— ASSIGNMENT —
Take each line from the material below that includes the string "Debug" and copy it.

==============================

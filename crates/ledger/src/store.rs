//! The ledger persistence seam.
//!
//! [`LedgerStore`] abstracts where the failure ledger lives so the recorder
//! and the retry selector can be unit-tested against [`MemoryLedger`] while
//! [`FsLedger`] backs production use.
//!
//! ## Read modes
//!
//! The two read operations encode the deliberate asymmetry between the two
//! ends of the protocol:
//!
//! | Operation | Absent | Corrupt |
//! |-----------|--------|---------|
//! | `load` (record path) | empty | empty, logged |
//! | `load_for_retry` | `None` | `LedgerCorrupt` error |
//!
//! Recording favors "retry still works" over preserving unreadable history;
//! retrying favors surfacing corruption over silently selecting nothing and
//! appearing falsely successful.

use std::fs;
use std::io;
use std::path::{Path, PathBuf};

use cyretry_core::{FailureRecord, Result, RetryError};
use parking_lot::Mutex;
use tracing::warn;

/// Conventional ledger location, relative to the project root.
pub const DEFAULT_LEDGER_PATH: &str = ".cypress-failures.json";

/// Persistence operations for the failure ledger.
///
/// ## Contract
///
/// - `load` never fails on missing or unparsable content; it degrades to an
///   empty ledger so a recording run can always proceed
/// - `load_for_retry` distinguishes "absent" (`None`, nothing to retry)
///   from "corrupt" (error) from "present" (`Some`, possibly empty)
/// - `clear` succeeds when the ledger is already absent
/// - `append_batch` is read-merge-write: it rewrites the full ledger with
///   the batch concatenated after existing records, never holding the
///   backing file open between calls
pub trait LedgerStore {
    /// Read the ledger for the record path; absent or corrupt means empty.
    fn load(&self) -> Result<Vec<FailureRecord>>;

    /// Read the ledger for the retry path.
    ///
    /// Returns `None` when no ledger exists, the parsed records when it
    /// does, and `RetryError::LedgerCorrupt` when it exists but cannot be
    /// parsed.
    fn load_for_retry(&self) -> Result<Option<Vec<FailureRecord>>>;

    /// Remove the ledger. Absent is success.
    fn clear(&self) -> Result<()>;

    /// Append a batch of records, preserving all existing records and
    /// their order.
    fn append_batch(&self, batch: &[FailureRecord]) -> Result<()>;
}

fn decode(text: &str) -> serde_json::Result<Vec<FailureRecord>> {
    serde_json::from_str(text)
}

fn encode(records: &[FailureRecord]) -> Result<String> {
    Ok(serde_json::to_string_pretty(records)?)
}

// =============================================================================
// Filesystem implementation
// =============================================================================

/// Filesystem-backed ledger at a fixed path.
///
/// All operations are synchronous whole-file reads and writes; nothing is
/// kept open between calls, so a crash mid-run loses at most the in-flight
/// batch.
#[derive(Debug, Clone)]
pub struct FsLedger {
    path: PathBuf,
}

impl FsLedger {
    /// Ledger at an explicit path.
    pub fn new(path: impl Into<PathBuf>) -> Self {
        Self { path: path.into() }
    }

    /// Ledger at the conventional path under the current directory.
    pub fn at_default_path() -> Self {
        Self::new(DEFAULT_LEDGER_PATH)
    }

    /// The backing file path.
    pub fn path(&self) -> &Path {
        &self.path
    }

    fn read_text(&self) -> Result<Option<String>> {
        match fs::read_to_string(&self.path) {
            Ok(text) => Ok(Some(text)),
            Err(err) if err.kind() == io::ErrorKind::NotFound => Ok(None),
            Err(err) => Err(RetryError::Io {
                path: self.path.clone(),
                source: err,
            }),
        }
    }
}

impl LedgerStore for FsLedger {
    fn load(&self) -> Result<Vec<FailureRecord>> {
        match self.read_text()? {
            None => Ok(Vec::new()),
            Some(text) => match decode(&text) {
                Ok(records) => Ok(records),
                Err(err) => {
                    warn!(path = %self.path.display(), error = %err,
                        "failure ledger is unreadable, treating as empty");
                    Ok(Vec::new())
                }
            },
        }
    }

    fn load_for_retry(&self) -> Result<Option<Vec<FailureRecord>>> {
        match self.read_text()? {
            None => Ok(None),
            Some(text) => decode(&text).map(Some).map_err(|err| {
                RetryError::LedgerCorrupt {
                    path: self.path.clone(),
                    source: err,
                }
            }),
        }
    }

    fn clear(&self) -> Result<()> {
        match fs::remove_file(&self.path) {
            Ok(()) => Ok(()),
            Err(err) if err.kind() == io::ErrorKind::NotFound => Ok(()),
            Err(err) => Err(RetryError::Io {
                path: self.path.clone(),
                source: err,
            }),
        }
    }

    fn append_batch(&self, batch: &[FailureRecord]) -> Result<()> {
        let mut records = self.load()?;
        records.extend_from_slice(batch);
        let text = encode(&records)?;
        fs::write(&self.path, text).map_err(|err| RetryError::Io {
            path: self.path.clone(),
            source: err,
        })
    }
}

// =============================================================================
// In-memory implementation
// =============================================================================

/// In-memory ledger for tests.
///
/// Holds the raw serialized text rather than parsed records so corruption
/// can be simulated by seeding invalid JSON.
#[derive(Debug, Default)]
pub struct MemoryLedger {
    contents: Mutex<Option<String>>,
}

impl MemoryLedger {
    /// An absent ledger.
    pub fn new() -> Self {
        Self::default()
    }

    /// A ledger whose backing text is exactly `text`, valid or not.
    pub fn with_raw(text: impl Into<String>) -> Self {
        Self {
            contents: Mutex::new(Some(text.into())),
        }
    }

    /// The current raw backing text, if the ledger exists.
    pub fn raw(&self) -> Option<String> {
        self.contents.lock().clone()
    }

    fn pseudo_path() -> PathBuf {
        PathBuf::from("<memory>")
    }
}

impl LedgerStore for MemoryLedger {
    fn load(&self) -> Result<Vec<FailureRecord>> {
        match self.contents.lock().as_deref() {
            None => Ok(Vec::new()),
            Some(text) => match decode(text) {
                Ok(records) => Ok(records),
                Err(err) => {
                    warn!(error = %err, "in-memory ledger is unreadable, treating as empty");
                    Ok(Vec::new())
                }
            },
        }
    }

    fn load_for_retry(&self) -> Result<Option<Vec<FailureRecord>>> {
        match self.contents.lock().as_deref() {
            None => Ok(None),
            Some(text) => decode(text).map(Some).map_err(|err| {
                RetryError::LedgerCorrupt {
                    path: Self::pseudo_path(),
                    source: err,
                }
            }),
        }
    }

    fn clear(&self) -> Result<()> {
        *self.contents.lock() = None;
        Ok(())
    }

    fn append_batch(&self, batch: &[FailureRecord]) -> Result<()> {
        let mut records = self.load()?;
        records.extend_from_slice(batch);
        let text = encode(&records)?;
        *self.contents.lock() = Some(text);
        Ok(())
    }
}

==============================

— SOLUTION —
#[derive(Debug, Clone)]
#[derive(Debug, Default)]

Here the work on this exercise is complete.